Since all electricity goes into the shared electricity grid, RECs represent legal ownership of the renewable component of electricity generation and help track renewable energy after it enters the grid. When an organization purchases a REC, they own and are effectively using that renewable energy.
Why purchase RECs?
RECs can help organizations and individuals achieve clean energy goals and lower their electricity-related emissions. They are an attractive option for those in areas where renewable energy options are lacking or for those who want to use renewable energy without installing onsite renewables.
What is an Offset?
The term “offset” is used to describe a specific project, activity, or set of activities intended to reduce greenhouse gas emissions. This can include reducing total greenhouse gas emissions or increasing the amount of carbon storage through projects like forest planting or landfill methane capture. The offset of the project is the reduction of one metric ton of CO2 or CO2 equivalent. Carbon offsets must be permanent, verifiable, and measurable.

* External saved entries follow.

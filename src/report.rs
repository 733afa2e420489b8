//! Package report assembly: per-file maintainability plus the package
//! rollup, from per-dimension sample maps keyed by file identifier.

use crate::config::MiConfig;
use crate::errors::MetricsError;
use crate::mi::{mi_file_stats, mi_package_stats, MiStats};
use rayon::prelude::*;
use serde::{Deserialize, Serialize};
use std::collections::{BTreeSet, HashMap};

/// Raw samples for one package, keyed by file identifier per dimension.
///
/// The maps need not agree on which files exist. A file missing from a map
/// simply has no data for that dimension and scores 1.0 there; a file with
/// no docstring figure counts as fully documented.
#[derive(Debug, Clone, Serialize, Deserialize)]
pub struct PackageSamples {
    /// Lines of code per file.
    pub file_loc: HashMap<String, u64>,
    /// Function lengths per file.
    pub function_loc: HashMap<String, Vec<u64>>,
    /// Cyclomatic complexity samples per file, one per measured block.
    pub cyclomatic: HashMap<String, Vec<f64>>,
    /// Cognitive complexity samples per file.
    pub cognitive: HashMap<String, Vec<f64>>,
    /// Class cohesion percentages per file.
    pub cohesion: HashMap<String, Vec<f64>>,
    /// Docstring coverage percentage per file.
    pub docstring_coverage: HashMap<String, f64>,
    /// Duplicate-line samples for the whole package; may be empty.
    pub duplicate_lines: Vec<f64>,
    /// Aggregate test coverage percentage for the package.
    pub coverage_percent: f64,
}

impl Default for PackageSamples {
    fn default() -> Self {
        Self {
            file_loc: HashMap::new(),
            function_loc: HashMap::new(),
            cyclomatic: HashMap::new(),
            cognitive: HashMap::new(),
            cohesion: HashMap::new(),
            docstring_coverage: HashMap::new(),
            duplicate_lines: Vec::new(),
            // Absent coverage evidence counts as full coverage, consistent
            // with every other empty dimension.
            coverage_percent: 100.0,
        }
    }
}

impl PackageSamples {
    /// Union of file identifiers across all per-file dimensions, sorted.
    pub fn file_names(&self) -> Vec<String> {
        let mut names: BTreeSet<&String> = BTreeSet::new();
        names.extend(self.file_loc.keys());
        names.extend(self.function_loc.keys());
        names.extend(self.cyclomatic.keys());
        names.extend(self.cognitive.keys());
        names.extend(self.cohesion.keys());
        names.extend(self.docstring_coverage.keys());
        names.into_iter().cloned().collect()
    }

    fn samples_for<'a>(map: &'a HashMap<String, Vec<f64>>, file: &str) -> &'a [f64] {
        map.get(file).map(Vec::as_slice).unwrap_or(&[])
    }

    fn function_locs_for<'a>(&'a self, file: &str) -> &'a [u64] {
        self.function_loc.get(file).map(Vec::as_slice).unwrap_or(&[])
    }
}

/// Maintainability of one file within the package report.
#[derive(Debug, Clone, Serialize, Deserialize, PartialEq)]
pub struct FileMi {
    pub file: String,
    pub stats: MiStats,
}

/// Package rollup plus every file's breakdown, worst file first.
#[derive(Debug, Clone, Serialize, Deserialize)]
pub struct PackageReport {
    pub package: MiStats,
    pub files: im::Vector<FileMi>,
}

/// Score every known file and the package as a whole.
///
/// Files are scored independently and in parallel; the result order never
/// depends on scheduling because the ranking sorts by score ascending with
/// file name as the tie breaker.
pub fn package_report(
    samples: &PackageSamples,
    config: &MiConfig,
) -> Result<PackageReport, MetricsError> {
    let names = samples.file_names();
    log::debug!("scoring maintainability for {} files", names.len());

    let mut files: Vec<FileMi> = names
        .par_iter()
        .map(|file| -> Result<FileMi, MetricsError> {
            let stats = mi_file_stats(
                samples.file_loc.get(file).copied(),
                samples.function_locs_for(file),
                PackageSamples::samples_for(&samples.cyclomatic, file),
                PackageSamples::samples_for(&samples.cognitive, file),
                PackageSamples::samples_for(&samples.cohesion, file),
                samples.docstring_coverage.get(file).copied().unwrap_or(100.0),
                config,
            )?;
            Ok(FileMi {
                file: file.clone(),
                stats,
            })
        })
        .collect::<Result<Vec<_>, MetricsError>>()?;

    files.sort_by(|a, b| {
        a.stats
            .mi
            .partial_cmp(&b.stats.mi)
            .unwrap_or(std::cmp::Ordering::Equal)
            .then_with(|| a.file.cmp(&b.file))
    });

    let package = package_rollup(samples, config)?;
    Ok(PackageReport {
        package,
        files: files.into_iter().collect(),
    })
}

fn package_rollup(
    samples: &PackageSamples,
    config: &MiConfig,
) -> Result<MiStats, MetricsError> {
    let file_locs: Vec<u64> = samples.file_loc.values().copied().collect();
    let total_loc: u64 = file_locs.iter().sum();
    let function_locs: Vec<u64> = samples
        .function_loc
        .values()
        .flat_map(|v| v.iter().copied())
        .collect();
    let cyclomatic: Vec<f64> = flatten(&samples.cyclomatic);
    let cognitive: Vec<f64> = flatten(&samples.cognitive);
    let cohesion: Vec<f64> = flatten(&samples.cohesion);

    mi_package_stats(
        total_loc,
        &file_locs,
        &function_locs,
        &cyclomatic,
        &cognitive,
        &samples.duplicate_lines,
        &cohesion,
        samples.coverage_percent,
        config,
    )
}

fn flatten(map: &HashMap<String, Vec<f64>>) -> Vec<f64> {
    map.values().flat_map(|v| v.iter().copied()).collect()
}

#[cfg(test)]
mod tests {
    use super::*;

    fn one_file_samples() -> PackageSamples {
        let mut samples = PackageSamples::default();
        samples.file_loc.insert("a.py".to_string(), 120);
        samples
            .cyclomatic
            .insert("a.py".to_string(), vec![5.0, 8.0]);
        samples.coverage_percent = 90.0;
        samples
    }

    #[test]
    fn file_names_is_the_union_across_dimensions() {
        let mut samples = PackageSamples::default();
        samples.file_loc.insert("a.py".to_string(), 100);
        samples.cyclomatic.insert("b.py".to_string(), vec![3.0]);
        samples.cohesion.insert("c.py".to_string(), vec![80.0]);
        samples.docstring_coverage.insert("d.py".to_string(), 50.0);

        assert_eq!(samples.file_names(), vec!["a.py", "b.py", "c.py", "d.py"]);
    }

    #[test]
    fn report_covers_every_known_file() {
        let samples = one_file_samples();
        let report = package_report(&samples, &MiConfig::default()).unwrap();
        assert_eq!(report.files.len(), 1);
        assert_eq!(report.files[0].file, "a.py");
    }

    #[test]
    fn file_known_only_to_one_dimension_still_scores() {
        let mut samples = one_file_samples();
        // b.py appears only in the cohesion map.
        samples.cohesion.insert("b.py".to_string(), vec![10.0]);

        let report = package_report(&samples, &MiConfig::default()).unwrap();
        assert_eq!(report.files.len(), 2);

        let b = report.files.iter().find(|f| f.file == "b.py").unwrap();
        // Cohesion of 10% is bad (score 0), every other dimension is
        // missing data and scores perfect.
        assert_eq!(b.stats.redundancy, 0.0);
        assert_eq!(b.stats.loc, 1.0);
        assert_eq!(b.stats.complexity, 1.0);
        assert_eq!(b.stats.coverage, 1.0);
    }

    #[test]
    fn files_rank_worst_first() {
        let mut samples = PackageSamples::default();
        samples.file_loc.insert("clean.py".to_string(), 100);
        samples.file_loc.insert("messy.py".to_string(), 100);
        samples
            .cyclomatic
            .insert("messy.py".to_string(), vec![30.0, 35.0]);

        let report = package_report(&samples, &MiConfig::default()).unwrap();
        assert_eq!(report.files[0].file, "messy.py");
        assert_eq!(report.files[1].file, "clean.py");
    }

    #[test]
    fn tied_files_rank_by_name() {
        let mut samples = PackageSamples::default();
        samples.file_loc.insert("b.py".to_string(), 100);
        samples.file_loc.insert("a.py".to_string(), 100);

        let report = package_report(&samples, &MiConfig::default()).unwrap();
        assert_eq!(report.files[0].file, "a.py");
        assert_eq!(report.files[1].file, "b.py");
    }

    #[test]
    fn empty_package_reports_perfect_maintainability() {
        let samples = PackageSamples::default();
        let report = package_report(&samples, &MiConfig::default()).unwrap();
        assert!(report.files.is_empty());
        assert_eq!(report.package.mi, 1.0);
    }

    #[test]
    fn malformed_sample_fails_the_whole_report() {
        let mut samples = one_file_samples();
        samples
            .cyclomatic
            .insert("broken.py".to_string(), vec![f64::NAN]);
        assert!(package_report(&samples, &MiConfig::default()).is_err());
    }

    #[test]
    fn package_rollup_flattens_per_file_samples() {
        let mut samples = PackageSamples::default();
        samples.file_loc.insert("a.py".to_string(), 100);
        samples.file_loc.insert("b.py".to_string(), 200);
        samples.cyclomatic.insert("a.py".to_string(), vec![5.0]);
        samples.cyclomatic.insert("b.py".to_string(), vec![60.0]);

        let report = package_report(&samples, &MiConfig::default()).unwrap();
        // The dead sample in b.py zeroes the package complexity score even
        // though a.py on its own is fine.
        assert_eq!(report.package.complexity, 0.0);
    }
}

Organizations often use offsets to displace emissions they cannot directly eliminate onsite, such as the CO2 produced from natural gas used in operations. They are a useful strategy to lower or eliminate an organization’s overall volume of emissions.
Why purchase offsets?
The primary reason organizations purchase offsets is to decrease their net emissions. It’s not always possible to eliminate emissions in every aspect of a business, so offsets allow organizations balance or eliminate their carbon footprint and are a useful tool for voluntary emissions reductions.
What’s the difference between RECs and Offsets?
While RECs and offsets can both help organizations lower their carbon footprint, they have two different purposes. Offsets represent a reduction in greenhouse gas emissions and support emission reduction activities. On the other hand, RECs represent the generation of renewable energy and help support renewable electricity development. Offsets can come from all kinds of projects designed to lower emissions, while RECs are specific to electricity and can only be generated from renewable electricity sources.
Offsets can be used to “offset” or negate any greenhouse gas emissions, while RECs only lower an organization’s emissions from electricity.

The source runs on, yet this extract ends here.